A Ilhado Bananal e seus povos


Ao atravessar a ilha nos deparamos com paisagens encantadores e muitas dores impostas a seus originários moradores, os Karajá e Javaé e mais recentemente os Avá Canoeiros que para lá foram levados, em função das invasões promovidas pelos diversos interesses econômicos, dentre os quais a pecuária e o turismo.

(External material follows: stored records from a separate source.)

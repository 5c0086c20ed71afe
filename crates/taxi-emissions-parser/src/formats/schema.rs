use polars::prelude::*;

pub const PICKUP_TS: &str = "pickup_ts";
pub const DROPOFF_TS: &str = "dropoff_ts";
pub const TRIP_DISTANCE: &str = "trip_distance";
pub const PASSENGER_COUNT: &str = "passenger_count";
pub const TAXI_TYPE: &str = "taxi_type";

pub const CANONICAL_COLUMNS: [&str; 5] = [
    PICKUP_TS,
    DROPOFF_TS,
    TRIP_DISTANCE,
    PASSENGER_COUNT,
    TAXI_TYPE,
];

/// Canonical timestamps are naive (no time zone); values are kept exactly as recorded.
pub fn canonical_timestamp_dtype() -> DataType {
    DataType::Datetime(TimeUnit::Microseconds, None)
}

pub fn empty_canonical_frame() -> PolarsResult<DataFrame> {
    DataFrame::new(vec![
        Series::new_empty(PICKUP_TS.into(), &canonical_timestamp_dtype()).into(),
        Series::new_empty(DROPOFF_TS.into(), &canonical_timestamp_dtype()).into(),
        Series::new_empty(TRIP_DISTANCE.into(), &DataType::Float64).into(),
        Series::new_empty(PASSENGER_COUNT.into(), &DataType::UInt32).into(),
        Series::new_empty(TAXI_TYPE.into(), &DataType::String).into(),
    ])
}
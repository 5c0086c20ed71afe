use std::fmt;

use serde::{Deserialize, Serialize};

/// Vehicle category a trip was recorded under. The uppercase literal is part of the
/// output contract and is what lands in the `taxi_type` column.
#[derive(Debug, Clone, Copy, PartialEq, Eq, Hash, PartialOrd, Ord, Serialize, Deserialize)]
pub enum TaxiType {
    #[serde(rename = "YELLOW", alias = "yellow", alias = "Yellow")]
    Yellow,
    #[serde(rename = "GREEN", alias = "green", alias = "Green")]
    Green,
}

impl TaxiType {
    pub const ALL: [TaxiType; 2] = [TaxiType::Yellow, TaxiType::Green];

    pub fn as_str(&self) -> &'static str {
        match self {
            TaxiType::Yellow => "YELLOW",
            TaxiType::Green => "GREEN",
        }
    }
}

impl fmt::Display for TaxiType {
    fn fmt(&self, f: &mut fmt::Formatter<'_>) -> fmt::Result {
        f.write_str(self.as_str())
    }
}

impl TryFrom<&str> for TaxiType {
    type Error = String;

    fn try_from(value: &str) -> Result<Self, Self::Error> {
        match value.trim().to_ascii_uppercase().as_str() {
            "YELLOW" => Ok(TaxiType::Yellow),
            "GREEN" => Ok(TaxiType::Green),
            other => Err(format!("unknown taxi type '{other}'")),
        }
    }
}

/// Raw column names for one source. The TLC publishes yellow trips with `tpep_` timestamps
/// and green trips with `lpep_` timestamps; everything else is shared.
#[derive(Debug, Clone, PartialEq, Eq, Serialize, Deserialize)]
pub struct SourceSchema {
    pub pickup_column: String,
    pub dropoff_column: String,
    pub distance_column: String,
    pub passenger_count_column: String,
}

impl SourceSchema {
    pub fn yellow() -> Self {
        Self::with_timestamp_prefix("tpep")
    }

    pub fn green() -> Self {
        Self::with_timestamp_prefix("lpep")
    }

    pub fn for_taxi_type(taxi_type: TaxiType) -> Self {
        match taxi_type {
            TaxiType::Yellow => Self::yellow(),
            TaxiType::Green => Self::green(),
        }
    }

    fn with_timestamp_prefix(prefix: &str) -> Self {
        Self {
            pickup_column: format!("{prefix}_pickup_datetime"),
            dropoff_column: format!("{prefix}_dropoff_datetime"),
            distance_column: "trip_distance".to_string(),
            passenger_count_column: "passenger_count".to_string(),
        }
    }

    pub fn columns(&self) -> [&str; 4] {
        [
            self.pickup_column.as_str(),
            self.dropoff_column.as_str(),
            self.distance_column.as_str(),
            self.passenger_count_column.as_str(),
        ]
    }
}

Idjahina Karaja/ Jawaé, sábio, líder e nosso mestre nos guiou com segurança e prudência  na travessia dos brejões e igarapés. Longos silêncios meditativos vão se intercalando com os ruídos  de multidões de animais e aves.  Estamos envoltos nas energias desse pedaço do  Brasil recôndito, que precisa de respeito e apoio para que sua terra sagrada não seja respeitada e seus povos  e todas as formas de vida sobrevivam com abundância, liberdade e beleza.
Nas aldeias de Txuiri e Santa Izabel,  encontramos muita esperança, vida, crianças lindas e alegres. Os dias que partilhamos com as comunidades foram de imensa riqueza na troca solidária de saberes e esperança. Uma resistência secular impressionante. “O fato de  conservarem sua língua já lhes garante 50% da sua sobrevivência física e cultural”, afirmou D. Pedro. Apesar de todos os projetos  impactantes que foram levados para a ilha, eles conseguem driblar as ameaças e continuarem  afirmando e fortalecendo suas vidas e cultura.
Também pudemos sentir os muitos riscos e desafios que enfrentam no dia a dia, em grande parte decorrentes da ausência de políticas públicas respeitosas e eficazes.
Exímios artesões
O povo Kajará é conhecido nacionalmente pela beleza e destreza  artística, com a produção  de artesanato de primeira qualidade. Vão a São Felix do Araguaia, parte de seu território original, vender seu artesanato e adquirir  os produtos de maior necessidade hoje em dia. Seguem também Brasil afora com essa atividade.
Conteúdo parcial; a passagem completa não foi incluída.